Outlook
Diary
Magazine 07 May 2007
Kashgar Diary by Tarun Vijay
Good Karma Is All
To be on a six-week fellowship with Sichuan University's Centre on South Asian Studies must have been a result of a previous birth's good karma. The stay re-educated, even reintroduced, me to Buddha and a strong sense of friendship formed with a people so different from the global power we are accustomed to (note: in a '62 hue). The truth is, if we have a 'Made in China' in every Indian home, every Buddhist home in China also has an India in its heart.
To ask for the moon in China would have been easier than to request the authorities for a pass to Kashgar—the eternal city of Xinjiang and presently a dreaded Islamic terror hub (it used to be better known for its promise in the ancient Silk Route). A dream came true when I boarded the metre-gauge train for the 76-hour journey. Trains are comfortable, attendants smartly uniformed in semi-military fashion—they open doors when the station arrives, check tickets, lock doors when the train moves and swiftly take the broom to sweep the floor, collect garbage and again get on to the ticket-checking business. It's all so natural that it bewilders a caste-conscious Indian. We passed through the ravines of the snow-clad Gobi desert, negotiating 3,100 km from Chengdu, with hundreds of bridges and tunnels as if the barren brown mountains were made of wax. I stopped counting after 173.

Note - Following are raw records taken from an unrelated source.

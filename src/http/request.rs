//! Parsed request model.
//!
//! # Responsibilities
//! - Hold everything the parser extracted for one request
//! - Keep the raw (percent-encoded) target for forwarding alongside the decoded path
//! - Carry connection attributes handlers need (peer address, TLS)
//! - Re-serialize the request head for proxying and tunnelling

use std::collections::HashMap;
use std::net::{IpAddr, SocketAddr};

use http::{Method, Version};
use uuid::Uuid;

use crate::http::body::RequestBody;
use crate::http::headers::Headers;

pub const X_REQUEST_ID: &str = "X-Request-Id";

/// Attributes of the connection a request arrived on.
#[derive(Debug, Clone, Copy)]
pub struct ConnectionInfo {
    pub peer_addr: SocketAddr,
    pub tls: bool,
}

impl ConnectionInfo {
    pub fn scheme(&self) -> &'static str {
        if self.tls {
            "https"
        } else {
            "http"
        }
    }

    /// Coarse "private network" check used to decide how much error detail to
    /// show. Not an access-control mechanism.
    pub fn is_private_peer(&self) -> bool {
        match self.peer_addr.ip() {
            IpAddr::V4(ip) => ip.is_loopback() || ip.is_private() || ip.is_link_local(),
            IpAddr::V6(ip) => {
                if let Some(v4) = ip.to_ipv4_mapped() {
                    return v4.is_loopback() || v4.is_private() || v4.is_link_local();
                }
                let first = ip.segments()[0];
                ip.is_loopback() || (first & 0xfe00) == 0xfc00 || (first & 0xffc0) == 0xfe80
            }
        }
    }
}

/// A byte range of an uploaded file inside the request body.
#[derive(Debug, Clone, PartialEq, Eq)]
pub struct FileUpload {
    pub field: String,
    pub filename: String,
    pub content_type: Option<String>,
    pub offset: u64,
    pub length: u64,
}

/// One fully received request.
#[derive(Debug)]
pub struct Request {
    pub method: Method,
    /// Target exactly as sent (percent-encoded, with query).
    pub raw_target: String,
    /// Decoded path without the query string.
    pub path: String,
    pub query: Option<String>,
    pub version: Version,
    /// Host header without port, lowercased.
    pub host: String,
    pub headers: Headers,
    pub content_length: u64,
    pub content_type: Option<String>,
    pub body: RequestBody,
    /// Query and form parameters (first value wins).
    pub params: HashMap<String, String>,
    pub files: Vec<FileUpload>,
    /// Parsed `application/json` body, absent when missing or malformed.
    pub json: Option<serde_json::Value>,
    pub connection: ConnectionInfo,
    pub request_id: Uuid,
}

impl Request {
    pub fn is_head(&self) -> bool {
        self.method == Method::HEAD
    }

    pub fn header(&self, name: &str) -> Option<&str> {
        self.headers.get(name)
    }

    /// Whether the connection should stay open after this request.
    pub fn keep_alive(&self) -> bool {
        if self.headers.has_token("connection", "close") {
            return false;
        }
        match self.version {
            Version::HTTP_10 => self.headers.has_token("connection", "keep-alive"),
            _ => true,
        }
    }

    /// Client advertises gzip in Accept-Encoding (ignoring `q=0`).
    pub fn accepts_gzip(&self) -> bool {
        self.headers
            .get_all("accept-encoding")
            .flat_map(|v| v.split(','))
            .any(|item| {
                let mut parts = item.split(';');
                let coding = parts.next().unwrap_or("").trim();
                let disabled = parts.any(|p| {
                    let p = p.trim();
                    p == "q=0" || p == "q=0.0" || p == "q=0.00" || p == "q=0.000"
                });
                coding.eq_ignore_ascii_case("gzip") && !disabled
            })
    }

    pub fn wants_websocket(&self) -> bool {
        self.headers.has_token("connection", "upgrade")
            && self
                .headers
                .get("upgrade")
                .map(|v| v.eq_ignore_ascii_case("websocket"))
                .unwrap_or(false)
    }

    /// Serialize the request line and headers as received.
    pub fn head_bytes(&self) -> Vec<u8> {
        let mut out = Vec::with_capacity(256);
        out.extend_from_slice(self.method.as_str().as_bytes());
        out.push(b' ');
        out.extend_from_slice(self.raw_target.as_bytes());
        out.extend_from_slice(b" HTTP/1.1\r\n");
        self.headers.write_to(&mut out);
        out.extend_from_slice(b"\r\n");
        out
    }
}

Pakistani? Moslem? These were the two questions I faced everywhere, from curious taxi drivers, shopkeepers and other passengers. And with a broad smile I would reply—no, no, Hindostani, Hindu. We met an Uyghur girl, Aike Dan, with her Han teacher, Xu Kun'e, and spent hours discussing their land and our culture, finally singing our respective national songs to the amusement of fellow passengers.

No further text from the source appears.